Collected data entries
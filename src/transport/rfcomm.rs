//! RFCOMM serial bridge for classic Bluetooth peripherals (BlueZ)

use crate::transport::serial::{OpenDevices, SerialDevice, SerialDeviceBridge};
use anyhow::{anyhow, Result};
use async_trait::async_trait;
use bluer::rfcomm::{SocketAddr as RfcommAddr, Stream as RfcommStream};
use bluer::{Adapter, Address};
use singularity_shared::{protocol, DeviceSignature};
use std::sync::Arc;
use tracing::{debug, info};

/// Configuration for the RFCOMM bridge
#[derive(Debug, Clone)]
pub struct RfcommConfig {
    /// RFCOMM channel the peripheral's serial port profile listens on
    pub channel: u8,
    /// Adapter name (`hci0`); `None` picks the default adapter
    pub adapter: Option<String>,
}

impl Default for RfcommConfig {
    fn default() -> Self {
        Self {
            channel: protocol::DEFAULT_RFCOMM_CHANNEL,
            adapter: None,
        }
    }
}

/// Serial bridge opening RFCOMM streams through BlueZ
pub struct RfcommBridge {
    config: RfcommConfig,
    devices: OpenDevices,
}

impl RfcommBridge {
    pub fn new(config: RfcommConfig) -> Self {
        Self {
            config,
            devices: OpenDevices::new(),
        }
    }

    /// Get the configured Bluetooth adapter, powered on
    async fn adapter(&self) -> Result<Adapter> {
        let session = bluer::Session::new().await?;
        let adapter = match &self.config.adapter {
            Some(name) => session.adapter(name)?,
            None => session.default_adapter().await?,
        };
        adapter.set_powered(true).await?;
        Ok(adapter)
    }
}

#[async_trait]
impl SerialDeviceBridge for RfcommBridge {
    async fn paired_devices(&self) -> Result<Vec<DeviceSignature>> {
        let adapter = self.adapter().await?;
        let mut paired = Vec::new();

        for addr in adapter.device_addresses().await? {
            let device = adapter.device(addr)?;
            if !device.is_paired().await.unwrap_or(false) {
                continue;
            }
            let name = device.name().await.ok().flatten().unwrap_or_default();
            paired.push(DeviceSignature::new(name, addr.to_string()));
        }

        debug!("[BT] {} paired devices on {}", paired.len(), adapter.name());
        Ok(paired)
    }

    async fn open_serial_device(&self, mac: &str) -> Result<Arc<SerialDevice>> {
        let address: Address = mac
            .parse()
            .map_err(|e| anyhow!("invalid Bluetooth address {}: {}", mac, e))?;

        // Make sure the radio is up before dialing
        self.adapter().await?;

        let socket_addr = RfcommAddr::new(address, self.config.channel);
        info!("[BT] Connecting to {} channel {}", address, self.config.channel);

        let stream = RfcommStream::connect(socket_addr)
            .await
            .map_err(|e| anyhow!("RFCOMM connect failed: {}", e))?;

        info!("[BT] Connected to {}", address);
        let device = Arc::new(SerialDevice::spawn(mac, stream));
        self.devices.insert(device.clone()).await;
        Ok(device)
    }

    async fn close_device(&self, mac: &str) {
        self.devices.close(mac).await;
    }

    async fn close_all(&self) {
        self.devices.close_all().await;
    }

    fn name(&self) -> &'static str {
        "RFCOMM"
    }
}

▶ [Problem description]:
Leave out every line above except those from the line with "as RfcommAddr, Stream" up to and including the line with "name = device.name().await.ok().flatten().unwrap_or_default();", and copy those exactly.

▶ [Answer to the exercise]:
use bluer::rfcomm::{SocketAddr as RfcommAddr, Stream as RfcommStream};
use bluer::{Adapter, Address};
use singularity_shared::{protocol, DeviceSignature};
use std::sync::Arc;
use tracing::{debug, info};

/// Configuration for the RFCOMM bridge
#[derive(Debug, Clone)]
pub struct RfcommConfig {
    /// RFCOMM channel the peripheral's serial port profile listens on
    pub channel: u8,
    /// Adapter name (`hci0`); `None` picks the default adapter
    pub adapter: Option<String>,
}

impl Default for RfcommConfig {
    fn default() -> Self {
        Self {
            channel: protocol::DEFAULT_RFCOMM_CHANNEL,
            adapter: None,
        }
    }
}

/// Serial bridge opening RFCOMM streams through BlueZ
pub struct RfcommBridge {
    config: RfcommConfig,
    devices: OpenDevices,
}

impl RfcommBridge {
    pub fn new(config: RfcommConfig) -> Self {
        Self {
            config,
            devices: OpenDevices::new(),
        }
    }

    /// Get the configured Bluetooth adapter, powered on
    async fn adapter(&self) -> Result<Adapter> {
        let session = bluer::Session::new().await?;
        let adapter = match &self.config.adapter {
            Some(name) => session.adapter(name)?,
            None => session.default_adapter().await?,
        };
        adapter.set_powered(true).await?;
        Ok(adapter)
    }
}

#[async_trait]
impl SerialDeviceBridge for RfcommBridge {
    async fn paired_devices(&self) -> Result<Vec<DeviceSignature>> {
        let adapter = self.adapter().await?;
        let mut paired = Vec::new();

        for addr in adapter.device_addresses().await? {
            let device = adapter.device(addr)?;
            if !device.is_paired().await.unwrap_or(false) {
                continue;
            }
            let name = device.name().await.ok().flatten().unwrap_or_default();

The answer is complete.